No nosso cinismo, no nosso relativismo de quem julga que tudo leu e tudo sabe, no moralismo enervante em que caímos depois de ter abatido todas as autoridades morais, e, finalmente, na absurda guerra de trincheiras armada em ideológica para que tombámos talvez de forma fatal, perante os acontecimentos dos últimos dias em Israel e na Palestina conseguimos ficar entretidos a apontar o dedo. Em vez de ajudar, chorar ou, ao menos, ficar calados. O Hamas matou à traição centenas de civis, assassinou famílias inteiras, raptou idosos e crianças, e a primeira reacção de meio mundo bem sentado longe de tudo foi dizer “ah, mas Israel”. Se estivessem ali, nas redondezas, talvez tivessem entrado nas casas, com cuidado para não sujar as sapatilhas de marca nos rastos de sangue, na esperança de ainda encontrar alguém vivo para os ouvir dizer: “epá, lamento imenso, mas sabe? A culpa foi vossa”.
A estes puros, a estes adiantados mentais armados de conhecimento e ética que, aparentemente sem se aperceberem, dão cobertura aos mais sanguinários ditadores e respetivos acólitos do nosso tempo de vida, importa mais debitar a sua razão do que qualquer espécie de compaixão pelo próximo.
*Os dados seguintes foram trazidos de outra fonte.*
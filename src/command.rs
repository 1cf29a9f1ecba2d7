//! Chat command language
//!
//! Messages addressed to the assistant are parsed once into a closed
//! [`Command`] type:
//!
//! ```text
//! teams [exclude a, b] [; include a, b] [; guests x 1200, y] [; by skill]
//! skill [N]
//! ranking
//! headshots
//! help
//! ```

use crate::error::StatsError;
use crate::teams::resolver::{GuestSpec, RosterFilter, TeamRequest};
use crate::types::Weighting;
use serde::{Deserialize, Serialize};
use std::str::FromStr;

/// A parsed chat command
#[derive(Debug, Clone, PartialEq, Serialize, Deserialize)]
pub enum Command {
    /// Split the roster into two balanced sides
    Teams(TeamRequest),
    /// Skill leaderboard, optionally limited to the top `limit` players
    Skill { limit: Option<usize> },
    /// Roster ordered by score
    Ranking,
    /// Roster ordered by headshot percentage
    Headshots,
    Help,
}

impl Command {
    /// Label used in logs and metrics
    pub fn name(&self) -> &'static str {
        match self {
            Command::Teams(_) => "teams",
            Command::Skill { .. } => "skill",
            Command::Ranking => "ranking",
            Command::Headshots => "headshots",
            Command::Help => "help",
        }
    }
}

impl FromStr for Command {
    type Err = StatsError;

    fn from_str(text: &str) -> Result<Self, Self::Err> {
        let text = text.trim().to_lowercase();
        let (word, rest) = match text.split_once(char::is_whitespace) {
            Some((word, rest)) => (word, rest.trim()),
            None => (text.as_str(), ""),
        };

        match word {
            "teams" | "team" => parse_team_request(rest).map(Command::Teams),
            "skill" => parse_skill(rest),
            "ranking" => Ok(Command::Ranking),
            "headshots" => Ok(Command::Headshots),
            "help" => Ok(Command::Help),
            _ => Err(StatsError::UnknownCommand {
                command: word.to_string(),
            }),
        }
    }
}

/// The command text of a message addressed with `mention`, trimmed and
/// lowercased. `None` if the message does not contain the mention.
pub fn extract_directed_command(text: &str, mention: &str) -> Option<String> {
    let (_, after) = text.split_once(mention)?;
    let command = after.trim_start_matches(&[':', ','][..]).trim();
    Some(command.to_lowercase())
}

fn parse_skill(rest: &str) -> Result<Command, StatsError> {
    if rest.is_empty() {
        return Ok(Command::Skill { limit: None });
    }

    match rest.parse::<usize>() {
        Ok(0) | Err(_) => Err(StatsError::InvalidCommand {
            reason: format!("'{}' is not a positive number of players", rest),
        }),
        Ok(limit) => Ok(Command::Skill { limit: Some(limit) }),
    }
}

fn parse_team_request(rest: &str) -> Result<TeamRequest, StatsError> {
    let mut include: Vec<String> = Vec::new();
    let mut exclude: Vec<String> = Vec::new();
    let mut request = TeamRequest::default();

    for clause in rest.split(';').map(str::trim).filter(|c| !c.is_empty()) {
        let (keyword, args) = match clause.split_once(char::is_whitespace) {
            Some((keyword, args)) => (keyword, args.trim()),
            None => (clause, ""),
        };

        match keyword {
            "exclude" | "excludes" => exclude.extend(parse_names(keyword, args)?),
            "include" | "includes" => include.extend(parse_names(keyword, args)?),
            "guest" | "guests" => request.guests.extend(parse_guests(args)?),
            "by" => {
                request.weighting = match args {
                    "skill" => Weighting::Skill,
                    "score" => Weighting::Score,
                    other => {
                        return Err(StatsError::InvalidCommand {
                            reason: format!("cannot balance by '{}', use score or skill", other),
                        })
                    }
                }
            }
            _ => {
                return Err(StatsError::InvalidCommand {
                    reason: format!("could not make sense of '{}'", clause),
                })
            }
        }
    }

    request.filter = match (include.is_empty(), exclude.is_empty()) {
        (true, true) => RosterFilter::All,
        (false, true) => RosterFilter::Include(include),
        (true, false) => RosterFilter::Exclude(exclude),
        (false, false) => {
            return Err(StatsError::InvalidCommand {
                reason: "include and exclude cannot be combined".to_string(),
            })
        }
    };

    Ok(request)
}

fn split_list(args: &str) -> impl Iterator<Item = &str> {
    args.split(',').map(str::trim).filter(|s| !s.is_empty())
}

fn parse_names(keyword: &str, args: &str) -> Result<Vec<String>, StatsError> {
    let names: Vec<String> = split_list(args).map(str::to_string).collect();
    if names.is_empty() {
        return Err(StatsError::InvalidCommand {
            reason: format!("'{}' needs at least one name", keyword),
        });
    }
    Ok(names)
}

/// `name [weight]` items; an unparsable weight falls back to the default
fn parse_guests(args: &str) -> Result<Vec<GuestSpec>, StatsError> {
    let guests: Vec<GuestSpec> = split_list(args)
        .filter_map(|item| {
            let mut parts = item.split_whitespace();
            let name = parts.next()?;
            let weight = parts
                .next()
                .and_then(|w| w.parse::<f64>().ok())
                .filter(|w| w.is_finite() && *w >= 0.0);
            Some(GuestSpec::new(name, weight))
        })
        .collect();

    if guests.is_empty() {
        return Err(StatsError::InvalidCommand {
            reason: "'guests' needs at least one guest".to_string(),
        });
    }
    Ok(guests)
}

#[cfg(test)]
mod tests {
    use super::*;

    fn teams(text: &str) -> TeamRequest {
        match text.parse::<Command>().unwrap() {
            Command::Teams(request) => request,
            other => panic!("expected teams, got {:?}", other),
        }
    }

    #[test]
    fn test_simple_commands() {
        assert_eq!("ranking".parse::<Command>().unwrap(), Command::Ranking);
        assert_eq!("  HELP ".parse::<Command>().unwrap(), Command::Help);
        assert_eq!("Headshots".parse::<Command>().unwrap(), Command::Headshots);
        assert_eq!(Command::Headshots.name(), "headshots");
        assert_eq!("skill".parse::<Command>().unwrap(), Command::Skill { limit: None });
        assert_eq!(
            "skill 5".parse::<Command>().unwrap(),
            Command::Skill { limit: Some(5) }
        );
        assert!(matches!(
            "skill lots".parse::<Command>(),
            Err(StatsError::InvalidCommand { .. })
        ));
    }

    #[test]
    fn test_unknown_command() {
        assert_eq!(
            "dance now".parse::<Command>(),
            Err(StatsError::UnknownCommand {
                command: "dance".to_string()
            })
        );
        assert!(matches!(
            "".parse::<Command>(),
            Err(StatsError::UnknownCommand { .. })
        ));
    }

    #[test]
    fn test_plain_teams() {
        let request = teams("teams");
        assert_eq!(request, TeamRequest::default());
        assert_eq!("teams".parse::<Command>().unwrap().name(), "teams");
    }

    #[test]
    fn test_teams_exclude() {
        let request = teams("teams exclude Alice, bob ,carol");
        assert_eq!(
            request.filter,
            RosterFilter::Exclude(vec!["alice".into(), "bob".into(), "carol".into()])
        );
        assert!(request.guests.is_empty());
    }

    #[test]
    fn test_teams_include_guests_and_weighting() {
        let request = teams("teams includes alice, bob; guests x 1200, y; by skill");
        assert_eq!(
            request.filter,
            RosterFilter::Include(vec!["alice".into(), "bob".into()])
        );
        assert_eq!(
            request.guests,
            vec![GuestSpec::new("x", Some(1200.0)), GuestSpec::new("y", None)]
        );
        assert_eq!(request.weighting, Weighting::Skill);
    }

    #[test]
    fn test_guest_with_unparsable_weight() {
        let request = teams("teams guest zed lots");
        assert_eq!(request.guests, vec![GuestSpec::new("zed", None)]);
    }

    #[test]
    fn test_guest_with_out_of_range_weight() {
        let request = teams("teams guests x inf, y 1e400, z nan, w -3, v 850");
        let weights: Vec<Option<f64>> = request.guests.iter().map(|g| g.weight).collect();
        assert_eq!(weights, vec![None, None, None, None, Some(850.0)]);
    }

    #[test]
    fn test_include_and_exclude_rejected() {
        let result = "teams include a; exclude b".parse::<Command>();
        assert!(matches!(result, Err(StatsError::InvalidCommand { .. })));
    }

    #[test]
    fn test_bad_clauses_rejected() {
        assert!("teams exclude".parse::<Command>().is_err());
        assert!("teams by luck".parse::<Command>().is_err());
        assert!("teams shuffle everyone".parse::<Command>().is_err());
    }

    #[test]
    fn test_extract_directed_command() {
        assert_eq!(
            extract_directed_command("<@U42>: Teams exclude Bob", "<@U42>"),
            Some("teams exclude bob".to_string())
        );
        assert_eq!(
            extract_directed_command("hey @fragstats   skill 3 ", "@fragstats"),
            Some("skill 3".to_string())
        );
        assert_eq!(extract_directed_command("teams please", "@fragstats"), None);
    }
}
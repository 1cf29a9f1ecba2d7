//! Roster sources
//!
//! A roster is the list of regular players with their persisted scoreboard
//! score. Providers are synchronous and own their locking so they can be
//! shared across blocking command workers.

use crate::error::{Result, StatsError};
use crate::types::{Player, PlayerId};
use serde::{Deserialize, Serialize};
use std::path::{Path, PathBuf};
use std::sync::RwLock;
use tracing::debug;

/// Scoreboard score every player starts from
pub const STARTING_SCORE: f64 = 1000.0;

/// A regular player as stored by the stats collector
#[derive(Debug, Clone, PartialEq, Serialize, Deserialize)]
pub struct RosterEntry {
    pub id: PlayerId,
    pub name: String,
    #[serde(default)]
    pub score: f64,
    #[serde(default)]
    pub kills: u64,
    #[serde(default)]
    pub deaths: u64,
    #[serde(default)]
    pub headshots: u64,
    /// Rounds played on either side
    #[serde(default)]
    pub rounds: u64,
}

impl RosterEntry {
    pub fn new(id: impl Into<PlayerId>, name: impl Into<String>, score: f64) -> Self {
        Self {
            id: id.into(),
            name: name.into(),
            score,
            kills: 0,
            deaths: 0,
            headshots: 0,
            rounds: 0,
        }
    }

    pub fn with_stats(mut self, kills: u64, deaths: u64, headshots: u64, rounds: u64) -> Self {
        self.kills = kills;
        self.deaths = deaths;
        self.headshots = headshots;
        self.rounds = rounds;
        self
    }

    /// Score gained (or lost) per round since the starting score
    pub fn score_per_round(&self) -> f64 {
        if self.rounds == 0 {
            return 0.0;
        }
        (self.score - STARTING_SCORE) / self.rounds as f64
    }

    pub fn kill_death_ratio(&self) -> f64 {
        if self.deaths == 0 {
            return 0.0;
        }
        self.kills as f64 / self.deaths as f64
    }

    /// Share of kills that were headshots, in percent
    pub fn headshot_percentage(&self) -> f64 {
        if self.kills == 0 {
            return 0.0;
        }
        self.headshots as f64 / self.kills as f64 * 100.0
    }

    pub fn headshots_per_round(&self) -> f64 {
        if self.rounds == 0 {
            return 0.0;
        }
        self.headshots as f64 / self.rounds as f64
    }

    pub fn player(&self) -> Player {
        Player::new(self.id.clone(), self.name.clone())
    }

    /// Case-insensitive match against display name or id
    pub fn matches(&self, name: &str) -> bool {
        let name = name.to_lowercase();
        self.name.to_lowercase() == name || self.id.to_lowercase() == name
    }
}

/// Trait for supplying the current roster
pub trait RosterProvider: Send + Sync {
    /// Every known regular player, in a stable order
    fn roster(&self) -> Result<Vec<RosterEntry>>;

    /// Sum of all scores; a change signals that a game is being played
    fn total_score(&self) -> Result<i64> {
        Ok(self.roster()?.iter().map(|e| e.score).sum::<f64>().round() as i64)
    }
}

/// In-memory roster, mainly for tests and embedding
#[derive(Debug, Default)]
pub struct InMemoryRosterProvider {
    entries: RwLock<Vec<RosterEntry>>,
}

impl InMemoryRosterProvider {
    pub fn new(entries: Vec<RosterEntry>) -> Self {
        Self {
            entries: RwLock::new(entries),
        }
    }

    /// Set a player's score, adding the player if unknown
    pub fn set_score(&self, id: &str, name: &str, score: f64) -> Result<()> {
        let mut entries = self
            .entries
            .write()
            .map_err(|_| StatsError::InternalError {
                message: "Failed to acquire roster write lock".to_string(),
            })?;

        match entries.iter_mut().find(|e| e.id == id) {
            Some(entry) => entry.score = score,
            None => entries.push(RosterEntry::new(id, name, score)),
        }
        Ok(())
    }
}

impl RosterProvider for InMemoryRosterProvider {
    fn roster(&self) -> Result<Vec<RosterEntry>> {
        let entries = self.entries.read().map_err(|_| StatsError::InternalError {
            message: "Failed to acquire roster read lock".to_string(),
        })?;

        Ok(entries.clone())
    }
}

/// Roster read from a JSON file of `[{"id", "name", "score"}]` on every call
#[derive(Debug, Clone)]
pub struct JsonRosterProvider {
    path: PathBuf,
}

impl JsonRosterProvider {
    pub fn new(path: impl Into<PathBuf>) -> Self {
        Self { path: path.into() }
    }

    pub fn path(&self) -> &Path {
        &self.path
    }
}

impl RosterProvider for JsonRosterProvider {
    fn roster(&self) -> Result<Vec<RosterEntry>> {
        let contents = std::fs::read_to_string(&self.path).map_err(|e| StatsError::DataSource {
            message: format!("Failed to read {}: {}", self.path.display(), e),
        })?;

        let entries: Vec<RosterEntry> =
            serde_json::from_str(&contents).map_err(|e| StatsError::DataSource {
                message: format!("Invalid roster in {}: {}", self.path.display(), e),
            })?;

        debug!("Loaded {} roster entries from {}", entries.len(), self.path.display());
        Ok(entries)
    }
}
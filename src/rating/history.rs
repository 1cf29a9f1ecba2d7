//! Round history sources
//!
//! The engine never stores ratings, so every ranking starts by fetching the
//! complete chronological history from a [`MatchHistoryProvider`].

use crate::error::{Result, StatsError};
use crate::types::{PlayerId, Round};
use serde::Deserialize;
use std::path::{Path, PathBuf};
use std::sync::RwLock;
use tracing::debug;

/// Trait for supplying the ordered round history
pub trait MatchHistoryProvider: Send + Sync {
    /// All rounds, oldest first
    fn rounds(&self) -> Result<Vec<Round>>;
}

/// In-memory history, mainly for tests and embedding
#[derive(Debug, Default)]
pub struct InMemoryMatchHistory {
    rounds: RwLock<Vec<Round>>,
}

impl InMemoryMatchHistory {
    pub fn new(rounds: Vec<Round>) -> Self {
        Self {
            rounds: RwLock::new(rounds),
        }
    }

    /// Append a round; its sequence becomes its position in the history
    pub fn record(&self, winners: Vec<PlayerId>, losers: Vec<PlayerId>) -> Result<()> {
        let mut rounds = self
            .rounds
            .write()
            .map_err(|_| StatsError::InternalError {
                message: "Failed to acquire rounds write lock".to_string(),
            })?;

        let sequence = rounds.len() as u64;
        rounds.push(Round::new(sequence, winners, losers));
        Ok(())
    }
}

impl MatchHistoryProvider for InMemoryMatchHistory {
    fn rounds(&self) -> Result<Vec<Round>> {
        let rounds = self.rounds.read().map_err(|_| StatsError::InternalError {
            message: "Failed to acquire rounds read lock".to_string(),
        })?;

        Ok(rounds.clone())
    }
}

#[derive(Debug, Deserialize)]
struct RoundRecord {
    winners: Vec<PlayerId>,
    losers: Vec<PlayerId>,
}

/// Parse a JSON array of `{"winners": [..], "losers": [..]}` objects.
/// Array position becomes the round's sequence number.
pub fn parse_rounds(json: &str) -> Result<Vec<Round>> {
    let records: Vec<RoundRecord> =
        serde_json::from_str(json).map_err(|e| StatsError::DataSource {
            message: format!("Invalid round history: {}", e),
        })?;

    Ok(records
        .into_iter()
        .enumerate()
        .map(|(i, record)| Round::new(i as u64, record.winners, record.losers))
        .collect())
}

/// History read from a JSON file on every call
#[derive(Debug, Clone)]
pub struct JsonMatchHistory {
    path: PathBuf,
}

impl JsonMatchHistory {
    pub fn new(path: impl Into<PathBuf>) -> Self {
        Self { path: path.into() }
    }

    pub fn path(&self) -> &Path {
        &self.path
    }
}

impl MatchHistoryProvider for JsonMatchHistory {
    fn rounds(&self) -> Result<Vec<Round>> {
        let contents = std::fs::read_to_string(&self.path).map_err(|e| StatsError::DataSource {
            message: format!("Failed to read {}: {}", self.path.display(), e),
        })?;

        let rounds = parse_rounds(&contents)?;
        debug!("Loaded {} rounds from {}", rounds.len(), self.path.display());
        Ok(rounds)
    }
}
Importa a guerra de palavras, porque não estão debaixo da guerra real. Importa aliviar a má consciência de viverem e gozarem de todos os privilégios de viverem na sociedade criada e protegida pelos mesmos regimes e instituições que passam a vida a atacar: a liberdade de expressão, a democracia, a separação de poderes, o direito internacional – até a marca das sapatilhas. O mesmo sucedera já na Ucrânia, mesmo que de forma mais envergonhada – e, fazendo um exercício de memória um pouco maior, já no 11 de Setembro (e com esse dado, ilibamos, definitivamente, as redes sociais, que então ainda não existiam, da autoria moral da queda. Não serão mais do que ferramentas, perigosas, mas dependentes da mão que as manipular).
De resto, a partir do primeiro “ah, mas”, já não há nada que se possa fazer. Ficamos à mesa a esgrimir contextos, atenuantes, justificações, contradições. À mesa, no mural da rede social, na caixa de comentários do jornal, na televisão. O importante é desmascarar a pretensa agenda escondida do outro, a geopolítica, os interesses. Acharmos, firmemente, que somos os bons contra os maus (que idade julgamos que temos, afinal?).
Enquanto isso, no terreno, Israel deixa uma população inteira à fome, à sede e sem medicamentos, o Hamas publicita os vídeos das suas torturas para disseminar o ódio em que medram todos os movimentos terroristas, um míssil faz explodir um hospital e mata 500 pessoas, esquecemos a Ucrânia e, antes dela, as guerras que a Ucrânia já nos tinha feito esquecer, e nos tornamos, todos, todos os dias, notícia após notícia, comentário após comentário, ainda um pouco mais indiferentes, ainda mais odiados e odiosos, ainda mais desumanos.
Se não vamos pegar numa arma nem correr para salvar a vida de alguém, porque é que, ao menos, não mostramos algum respeito pelas vítimas e nos calamos? Seria um bom primeiro passo para reaprendemos a ouvir. E a sentir algo mais do que os apetites da nossa formidável soberba.